What to work on:
Check the material that follows for the word "Result" and say how many lines contain it, with no other words.

Data to examine:

mod provenance;

use anyhow::{Context, Result};
use clap::{Parser, Subcommand, ValueEnum};
use convex::api::{
    build_convex_hull, build_convex_hull_2d, sample, simplify_default, Aabb, ConvexData,
    ConvexError, PipelineCfg, Polytope, ReplayToken, Shape, SimplifyCfg, Vec3,
};
use serde_json::json;
use std::fs;
use std::io::{BufWriter, Write};
use std::path::{Path, PathBuf};
use tracing_subscriber::fmt::SubscriberBuilder;

use provenance::{write_sidecar, Payload};

#[derive(Parser)]
#[command(name = "cli")]
#[command(about = "Build simplified convex proxies from point clouds")]
struct Cmd {
    #[command(subcommand)]
    action: Action,
}

#[derive(Subcommand)]
enum Action {
    /// Hull a point cloud, decimate it, and write the exported convex data
    Hull {
        /// JSON array of `[x, y, z]` points
        #[arg(long)]
        input: PathBuf,
        #[arg(long)]
        out: PathBuf,
        /// Optional JSON `PipelineCfg`; missing fields use defaults
        #[arg(long)]
        config: Option<PathBuf>,
        /// Stop at this face count instead of the fully decimated state
        #[arg(long, conflicts_with = "error")]
        faces: Option<usize>,
        /// Stop before the first removal whose relative error reaches this
        #[arg(long)]
        error: Option<f64>,
        /// Also write the little-endian binary form here
        #[arg(long)]
        binary: Option<PathBuf>,
        /// Wrap the xz shadow and extrude it into a prism
        #[arg(long)]
        planar: bool,
    },
    /// Write a seeded random point cloud
    Sample {
        #[arg(long, value_enum, default_value_t = ShapeArg::Sphere)]
        shape: ShapeArg,
        #[arg(long, default_value_t = 64)]
        count: usize,
        #[arg(long, default_value_t = 0)]
        seed: u64,
        /// Radius, or half extent for boxes
        #[arg(long, default_value_t = 1.0)]
        size: f64,
        #[arg(long)]
        out: PathBuf,
    },
    /// Print a small provenance JSON block
    Report,
}

#[derive(Clone, Copy, Debug, ValueEnum)]
enum ShapeArg {
    Sphere,
    Ball,
    Box,
}

impl From<ShapeArg> for Shape {
    fn from(s: ShapeArg) -> Self {
        match s {
            ShapeArg::Sphere => Shape::Sphere,
            ShapeArg::Ball => Shape::Ball,
            ShapeArg::Box => Shape::Box,
        }
    }
}

/// Options of one `hull` run.
struct HullJob {
    input: PathBuf,
    out: PathBuf,
    config: Option<PathBuf>,
    faces: Option<usize>,
    error: Option<f64>,
    binary: Option<PathBuf>,
    planar: bool,
}

fn main() -> Result<()> {
    SubscriberBuilder::default().with_target(false).init();
    let cmd = Cmd::parse();
    match cmd.action {
        Action::Hull {
            input,
            out,
            config,
            faces,
            error,
            binary,
            planar,
        } => {
            let job = HullJob {
                input,
                out,
                config,
                faces,
                error,
                binary,
                planar,
            };
            hull(&job).map(|_| ())
        }
        Action::Sample {
            shape,
            count,
            seed,
            size,
            out,
        } => sample_cloud(shape, count, seed, size, &out),
        Action::Report => report(),
    }
}

fn read_points(path: &Path) -> Result<Vec<Vec3>> {
    let bytes = fs::read(path).with_context(|| format!("reading {}", path.display()))?;
    serde_json::from_slice(&bytes).with_context(|| format!("parsing points in {}", path.display()))
}

fn load_cfg(path: Option<&Path>) -> Result<PipelineCfg> {
    let Some(path) = path else {
        return Ok(PipelineCfg::default());
    };
    let bytes = fs::read(path).with_context(|| format!("reading {}", path.display()))?;
    serde_json::from_slice(&bytes).with_context(|| format!("parsing config {}", path.display()))
}

fn ensure_parent(path: &Path) -> Result<()> {
    if let Some(parent) = path.parent() {
        if !parent.as_os_str().is_empty() {
            fs::create_dir_all(parent)
                .with_context(|| format!("creating {}", parent.display()))?;
        }
    }
    Ok(())
}

fn decimate(points: &[Vec3], job: &HullJob, cfg: &PipelineCfg) -> convex::Result<ConvexData> {
    let hull = if job.planar {
        build_convex_hull_2d(points, &cfg.hull2d)?
    } else {
        build_convex_hull(points, &cfg.hull)?
    };
    let mut poly = simplify_default(hull, &cfg.simplify)?;
    if let Some(n) = job.faces {
        poly.goto_face_count(n)?;
    } else if let Some(e) = job.error {
        poly.goto_error(e)?;
    }
    Ok(poly.to_convex_data())
}

/// Padded bounding box of `points` as convex data, flagged `BAD_FIT`.
fn box_fallback(points: &[Vec3], cfg: &PipelineCfg) -> Result<ConvexData> {
    let finite: Vec<Vec3> = points
        .iter()
        .copied()
        .filter(|p| p.iter().all(|c| c.is_finite()))
        .collect();
    let mut b = Aabb::from_points(&finite);
    anyhow::ensure!(!b.is_empty(), "no finite input point to bound");
    b.expand(cfg.simplify.prism_half_thickness);
    let corners: Vec<Vec3> = (0..8)
        .map(|i| {
            Vec3::new(
                if i & 1 == 0 { b.min.x } else { b.max.x },
                if i & 2 == 0 { b.min.y } else { b.max.y },
                if i & 4 == 0 { b.min.z } else { b.max.z },
            )
        })
        .collect();
    let hull = build_convex_hull(&corners, &cfg.hull).context("wrapping fallback box")?;
    let poly = Polytope::from_hull(hull, 1.0, SimplifyCfg::default())
        .context("building fallback box")?;
    let mut cd = poly.to_convex_data();
    cd.set_bad_fit(true);
    Ok(cd)
}

fn hull(job: &HullJob) -> Result<ConvexData> {
    tracing::info!(
        input = %job.input.display(),
        out = %job.out.display(),
        faces = ?job.faces,
        error = ?job.error,
        planar = job.planar,
        "hull"
    );
    let cfg = load_cfg(job.config.as_deref())?;
    let points = read_points(&job.input)?;
    let cd = match decimate(&points, job, &cfg) {
        Ok(cd) => cd,
        Err(e @ ConvexError::FaceCount { .. }) => return Err(e).context("face count target"),
        Err(e) => {
            tracing::warn!(error = %e, "hull pipeline failed; writing bounding box");
            box_fallback(&points, &cfg)?
        }
    };

    ensure_parent(&job.out)?;
    fs::write(&job.out, serde_json::to_vec_pretty(&cd)?)
        .with_context(|| format!("writing {}", job.out.display()))?;
    let mut extra = Vec::new();
    if let Some(bin) = &job.binary {
        ensure_parent(bin)?;
        let file = fs::File::create(bin).with_context(|| format!("creating {}", bin.display()))?;
        let mut w = BufWriter::new(file);
        cd.write_to(&mut w)
            .with_context(|| format!("writing {}", bin.display()))?;
        w.flush()?;
        extra.push(bin.clone());
    }

    let payload = Payload::new(json!({
        "faces": job.faces,
        "error": job.error,
        "planar": job.planar,
        "config": cfg,
    }))
    .with_input(&job.input)
    .with_summary(json!({
        "input_points": points.len(),
        "vertex_count": cd.vertex_count(),
        "face_count": cd.face_count(),
        "bad_fit": cd.is_bad_fit(),
    }));
    let prov = write_sidecar(&job.out, &extra, payload)?;
    tracing::info!(
        faces = cd.face_count(),
        vertices = cd.vertex_count(),
        provenance = %prov.display(),
        "hull written"
    );
    Ok(cd)
}

fn sample_cloud(shape: ShapeArg, count: usize, seed: u64, size: f64, out: &Path) -> Result<()> {
    tracing::info!(?shape, count, seed, size, out = %out.display(), "sample");
    let pts = sample(shape.into(), count, size, ReplayToken::new(seed, 0));
    ensure_parent(out)?;
    fs::write(out, serde_json::to_vec(&pts)?)
        .with_context(|| format!("writing {}", out.display()))?;
    let payload = Payload::new(json!({
        "shape": format!("{shape:?}").to_lowercase(),
        "count": count,
        "seed": seed,
        "size": size,
    }));
    write_sidecar(out, &[], payload)?;
    Ok(())
}

fn report() -> Result<()> {
    let mut obj = provenance::header();
    obj["params"] = json!({});
    obj["outputs"] = json!([]);
    println!("{}", serde_json::to_string_pretty(&obj)?);
    Ok(())
}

Answer below:
10